どんなに観たい絵があろうと、どんなに気になる画家がいようと、海外の美術館を気軽に訪れることが難しい今。
多くの有名な美術館がオンライン公開を始めたし、Google Art & Cultureなんかでも世界のアートを鑑賞できて、それはそれで楽しい。
でもやっぱりデジタルで見れば見るほど、実際にオブジェクトとして絵を鑑賞したい気持ちが増すんです。
(多分私たちは普段、美術館独特のあの匂いや空気感も含めて芸術を楽しんでいるから。)
とにかくデジタルはデジタルでいいけれど、そこにある雰囲気も含めて絵を味わいたい。そんな私の欲求を満たしてくれたのが、少し前に出会ったヴィンテージアートブックです。

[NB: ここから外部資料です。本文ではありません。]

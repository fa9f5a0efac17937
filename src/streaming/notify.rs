//! A decorator that signals when the streamer it wraps runs out.

use std::sync::Arc;
use std::sync::atomic::{AtomicBool, Ordering};
use std::time::Duration;

use crossbeam::channel::{self, Receiver, RecvTimeoutError, Sender};

use super::traits::Streamer;
use crate::repr::Frame;

/// The wrapped streamer was dropped before it reported exhaustion.
///
/// Happens when a sink is closed, or a mixer cleared, while the sound is
/// still playing.
#[derive(Debug, Clone, Copy, PartialEq, Eq, thiserror::Error)]
#[error("streamer was dropped before it finished")]
pub struct Abandoned;

/// Forwards every pull to the wrapped streamer and fires a one-shot signal
/// the first time it reports exhaustion.
///
/// After that, the wrapped streamer is never pulled again and every call
/// returns `(0, false)`.
pub struct Notify<S> {
    inner: S,
    finished: Arc<AtomicBool>,
    tx: Option<Sender<()>>,
}

/// The waiting half of a [`Notify`].
#[derive(Clone)]
pub struct Completion {
    finished: Arc<AtomicBool>,
    rx: Receiver<()>,
}

impl<S: Streamer> Notify<S> {
    /// Wrap `inner`, returning the decorator and its completion handle.
    pub fn new(inner: S) -> (Self, Completion) {
        let (tx, rx) = channel::bounded(1);
        let finished = Arc::new(AtomicBool::new(false));
        let notify = Self {
            inner,
            finished: Arc::clone(&finished),
            tx: Some(tx),
        };
        (notify, Completion { finished, rx })
    }

    fn finish(&mut self) {
        self.finished.store(true, Ordering::Release);
        if let Some(tx) = self.tx.take() {
            // Capacity 1 and a single send: never blocks the pulling thread.
            let _ = tx.try_send(());
        }
    }
}

impl<S: Streamer> Streamer for Notify<S> {
    fn stream(&mut self, frames: &mut [Frame]) -> (usize, bool) {
        if self.tx.is_none() {
            return (0, false);
        }
        let (n, ok) = self.inner.stream(frames);
        if !ok {
            self.finish();
        }
        (n, ok)
    }
}

impl Completion {
    /// Returns true once the wrapped streamer has reported exhaustion.
    pub fn is_done(&self) -> bool {
        self.finished.load(Ordering::Acquire)
    }

    /// Block until the wrapped streamer reports exhaustion.
    ///
    /// # Errors
    /// Returns [`Abandoned`] if the streamer is dropped first.
    pub fn wait(&self) -> Result<(), Abandoned> {
        if self.is_done() {
            return Ok(());
        }
        match self.rx.recv() {
            Ok(()) => Ok(()),
            Err(_) if self.is_done() => Ok(()),
            Err(_) => Err(Abandoned),
        }
    }

    /// Block for at most `timeout`. Returns `Ok(false)` if the streamer is
    /// still playing when the time runs out.
    ///
    /// # Errors
    /// Returns [`Abandoned`] if the streamer is dropped first.
    pub fn wait_timeout(&self, timeout: Duration) -> Result<bool, Abandoned> {
        if self.is_done() {
            return Ok(true);
        }
        match self.rx.recv_timeout(timeout) {
            Ok(()) => Ok(true),
            Err(RecvTimeoutError::Timeout) => Ok(false),
            Err(RecvTimeoutError::Disconnected) if self.is_done() => Ok(true),
            Err(RecvTimeoutError::Disconnected) => Err(Abandoned),
        }
    }
}

#[cfg(test)]
mod tests {
    use super::*;
    use crate::testing::{assert_streamer_return_behaviour, collect, random_data_streamer};

    #[test]
    fn forwards_data_unchanged() {
        let (inner, data) = random_data_streamer(777);
        let (notify, completion) = Notify::new(inner);
        assert_eq!(collect(notify), data);
        assert!(completion.is_done());
        assert_eq!(completion.wait(), Ok(()));
    }

    #[test]
    fn keeps_return_behaviour() {
        let (inner, _) = random_data_streamer(600);
        let (notify, _completion) = Notify::new(inner);
        assert_streamer_return_behaviour(notify, 600);
    }

    #[test]
    fn pending_until_exhausted() {
        let (inner, _) = random_data_streamer(100);
        let (mut notify, completion) = Notify::new(inner);

        let mut buf = [Frame::SILENCE; 100];
        assert_eq!(notify.stream(&mut buf), (100, true));
        assert!(!completion.is_done());
        assert_eq!(completion.wait_timeout(Duration::from_millis(5)), Ok(false));

        assert_eq!(notify.stream(&mut buf), (0, false));
        assert!(completion.is_done());
        assert_eq!(completion.wait_timeout(Duration::from_millis(5)), Ok(true));
        // A second wait after the signal was consumed still succeeds.
        assert_eq!(completion.wait(), Ok(()));
    }

    #[test]
    fn dropping_unfinished_streamer_abandons() {
        let (inner, _) = random_data_streamer(100);
        let (notify, completion) = Notify::new(inner);
        drop(notify);
        assert_eq!(completion.wait(), Err(Abandoned));
    }

    #[test]
    fn wait_wakes_across_threads() {
        let (inner, _) = random_data_streamer(2048);
        let (notify, completion) = Notify::new(inner);
        let puller = std::thread::spawn(move || collect(notify).len());
        assert_eq!(completion.wait(), Ok(()));
        assert_eq!(puller.join().ok(), Some(2048));
    }
}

アートブック 『Le monde des grands musées』
こちらは、近所の古本屋で発見したアートブック。約50年前に出版されたものです。
『Le monde des grands musées(世界の素晴らしい美術館)』というシリーズの30号で、シカゴにあるArt Institute of Chicagoの絵画を掲載しています。
なんとワンコインで手にしたこちらのアートブックですが、実際にページをめくっているとまるで本当に美術館で絵を観ているかのような気分になるから不思議。
というのも、古本ならではの”ザ・ヴィンテージ”な紙の匂いが、どこかあの美術館に入った時の独特の匂いと雰囲気を思い出させるのです。
そして本の古びた感じも、何十年も前に描かれた絵画の質感と経年変化をほんの少し再現しています。
これまで知らなかった絵やアーティストにも触れ、色や線を眺めては、その表現方法の違いやバリエーションをじっくり鑑賞。
1800年代の著名な画家から、ジャクソン・ポロックなどの20世紀に活躍した画家まで多様なアメリカ美術の変遷を辿ることができました。
そしてもちろん、Art Institute of Chicagoがいつか訪れたい美術館リストに加わりました。
今はこの本から雰囲気を存分に味わいながら、いつかそこを訪れた時の自分を想像し浸っています。
あえて本を「持つ」楽しさ
おうちで美術館を擬似体験するという、今だからこそのアート鑑賞法を予想外に見出してくれたこのアートブック。
好きなアーティストの絵画も載っているし、何よりヴィンテージな雰囲気が部屋にアクセントを足してくれているし、これから長く大切に持っていたいと思います。
アナログで本を「所有」する味わい
最近、電子書籍を読むことも増えたし、購入した本も読み終えたらフリマアプリやリサイクルショップで売るのが当たり前に。
本を「持つ」ことの楽しさを忘れかけていました。
このアートブックは、何十年も前に誰かが手にして大切に保管していたからこそ、50年経った今、別の人の手に渡りその当時とはまた違った楽しみ方を見出している。
そして図らずも、それが自由に美術館を訪れられない今の状況に合っている偶然。
そう考えると、多くがデジタルで完結する今の時代でも、時にはあえて物を持ち、手触りや匂いも含めその物を味わっていきたい。
と、そんなことをたわいもなく考えながら、家なので飲食自由でのんびりとページをめくり鑑賞しています。